PROBLEM STATEMENT: What lines in the material hold the string "ComponentBreakdown"? Return every one of them.

AVAILABLE DATA:
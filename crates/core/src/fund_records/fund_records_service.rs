use std::sync::Arc;

use async_trait::async_trait;
use log::debug;

use crate::errors::{Error, Result};
use crate::fund_records::fund_records_model::{FundRecordInput, FundRecordView};
use crate::fund_records::fund_records_traits::{
    FundRecordRepositoryTrait, FundRecordServiceTrait,
};

pub struct FundRecordService<T: FundRecordRepositoryTrait> {
    fund_record_repo: Arc<T>,
}

impl<T: FundRecordRepositoryTrait> FundRecordService<T> {
    pub fn new(fund_record_repo: Arc<T>) -> Self {
        FundRecordService { fund_record_repo }
    }
}

#[async_trait]
impl<T: FundRecordRepositoryTrait + Send + Sync> FundRecordServiceTrait for FundRecordService<T> {
    fn get_fund_records(&self) -> Result<Vec<FundRecordView>> {
        Ok(self
            .fund_record_repo
            .list_fund_records()?
            .into_iter()
            .map(FundRecordView::from)
            .collect())
    }

    async fn create_fund_record(&self, input: FundRecordInput) -> Result<FundRecordView> {
        let record = input.validate()?;
        let created = self.fund_record_repo.insert_fund_record(record).await?;
        debug!("Created fund record {}", created.id);
        Ok(created.into())
    }

    async fn update_fund_record(
        &self,
        record_id: i32,
        input: FundRecordInput,
    ) -> Result<FundRecordView> {
        let record = input.validate()?;
        if self.fund_record_repo.get_fund_record(record_id)?.is_none() {
            return Err(Error::not_found("Fund record", record_id));
        }
        Ok(self
            .fund_record_repo
            .update_fund_record(record_id, record)
            .await?
            .into())
    }

    async fn delete_fund_record(&self, record_id: i32) -> Result<()> {
        match self.fund_record_repo.delete_fund_record(record_id).await? {
            0 => Err(Error::not_found("Fund record", record_id)),
            _ => Ok(()),
        }
    }
}

#[cfg(test)]
mod tests {
    use super::*;
    use crate::fund_records::{FundRecord, ValidFundRecord};
    use chrono::NaiveDate;
    use std::sync::Mutex;

    #[derive(Default)]
    struct MockFundRecordRepository {
        records: Mutex<Vec<FundRecord>>,
    }

    fn materialize(id: i32, r: ValidFundRecord) -> FundRecord {
        let ts = NaiveDate::from_ymd_opt(2024, 2, 1)
            .unwrap()
            .and_hms_opt(0, 0, 0)
            .unwrap();
        FundRecord {
            id,
            component: r.component,
            state: r.state,
            amount_allocated: r.amount_allocated,
            amount_used: r.amount_used,
            status: r.status,
            created_at: ts,
            updated_at: ts,
        }
    }

    #[async_trait]
    impl FundRecordRepositoryTrait for MockFundRecordRepository {
        fn list_fund_records(&self) -> Result<Vec<FundRecord>> {
            Ok(self.records.lock().unwrap().clone())
        }

        fn get_fund_record(&self, record_id: i32) -> Result<Option<FundRecord>> {
            Ok(self
                .records
                .lock()
                .unwrap()
                .iter()
                .find(|r| r.id == record_id)
                .cloned())
        }

        async fn insert_fund_record(&self, record: ValidFundRecord) -> Result<FundRecord> {
            let mut records = self.records.lock().unwrap();
            let created = materialize(records.len() as i32 + 1, record);
            records.push(created.clone());
            Ok(created)
        }

        async fn update_fund_record(
            &self,
            record_id: i32,
            record: ValidFundRecord,
        ) -> Result<FundRecord> {
            let mut records = self.records.lock().unwrap();
            let slot = records
                .iter_mut()
                .find(|r| r.id == record_id)
                .ok_or_else(|| Error::not_found("Fund record", record_id))?;
            *slot = materialize(record_id, record);
            Ok(slot.clone())
        }

        async fn delete_fund_record(&self, record_id: i32) -> Result<usize> {
            let mut records = self.records.lock().unwrap();
            let before = records.len();
            records.retain(|r| r.id != record_id);
            Ok(before - records.len())
        }
    }

    fn input(allocated: f64, used: f64) -> FundRecordInput {
        FundRecordInput {
            component: "AdarshGram".to_string(),
            state: "Maharashtra".to_string(),
            amount_allocated: allocated,
            amount_used: Some(used),
            status: None,
        }
    }

    #[tokio::test]
    async fn create_then_update_recomputes_rate() {
        let svc = FundRecordService::new(Arc::new(MockFundRecordRepository::default()));
        let created = svc.create_fund_record(input(1000.0, 250.0)).await.unwrap();
        assert_eq!(created.utilization_rate, 25.0);

        let updated = svc
            .update_fund_record(created.record.id, input(1000.0, 900.0))
            .await
            .unwrap();
        assert_eq!(updated.utilization_rate, 90.0);
        assert_eq!(svc.get_fund_records().unwrap().len(), 1);
    }

    #[tokio::test]
    async fn missing_record_is_not_found() {
        let svc = FundRecordService::new(Arc::new(MockFundRecordRepository::default()));
        assert!(svc
            .update_fund_record(7, input(1.0, 0.0))
            .await
            .unwrap_err()
            .is_not_found());
        assert!(svc.delete_fund_record(7).await.unwrap_err().is_not_found());
    }
}
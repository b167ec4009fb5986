use chrono::NaiveDate;
use serde::{Deserialize, Serialize};

use crate::agencies::Agency;
use crate::projects::{Project, ProjectSummary};
use crate::states::State;

/// Project count and budget sums, over all projects or one state.
#[derive(Debug, Clone, Copy, Default, PartialEq)]
pub struct BudgetTotals {
    pub project_count: i64,
    pub budget_total: f64,
    pub budget_released: f64,
}

/// What the SLA check needs from an ongoing project.
#[derive(Debug, Clone, PartialEq)]
pub struct ProgressSample {
    pub project_id: i32,
    pub progress_percent: i32,
    pub start_date: NaiveDate,
    pub end_date: NaiveDate,
}

#[derive(Debug, Clone, Serialize, Deserialize, PartialEq)]
pub struct StateBreakdown {
    pub name: String,
    pub code: String,
    pub project_count: i64,
    pub total_budget: f64,
    pub avg_progress: f64,
}

#[derive(Debug, Clone, Serialize, Deserialize, PartialEq)]
pub struct ComponentBreakdown {
    pub component: String,
    pub count: i64,
    pub budget: f64,
    pub progress: f64,
}

#[derive(Debug, Clone, Serialize, PartialEq)]
#[serde(rename_all = "camelCase")]
pub struct CentralDashboard {
    pub total_projects: i64,
    pub total_budget: f64,
    pub budget_released: f64,
    pub budget_utilized: f64,
    pub utilization_rate: f64,
    pub avg_progress: f64,
    pub slabr: usize,
    pub state_wise_data: Vec<StateBreakdown>,
    pub component_wise_data: Vec<ComponentBreakdown>,
}

#[derive(Debug, Clone, Serialize, PartialEq)]
#[serde(rename_all = "camelCase")]
pub struct StateDashboard {
    pub state: State,
    pub total_projects: i64,
    pub total_budget: f64,
    pub budget_released: f64,
    pub utilization_rate: f64,
    pub projects: Vec<Project>,
    pub agencies: Vec<Agency>,
}

#[derive(Debug, Clone, Serialize, PartialEq)]
#[serde(rename_all = "camelCase")]
pub struct PublicDashboard {
    pub projects: Vec<ProjectSummary>,
    pub total_budget: f64,
    pub total_projects: usize,
}

#[derive(Debug, Clone, Serialize, PartialEq)]
#[serde(rename_all = "camelCase")]
pub struct SummaryStats {
    pub total_agencies: i64,
    pub total_allocated: f64,
    pub total_used: f64,
    pub utilization_rate: f64,
    pub total_tasks: usize,
    pub completed_tasks: usize,
    pub completion_rate: f64,
}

RESULT OF THE EXERCISE:
pub struct ComponentBreakdown {
    pub component_wise_data: Vec<ComponentBreakdown>,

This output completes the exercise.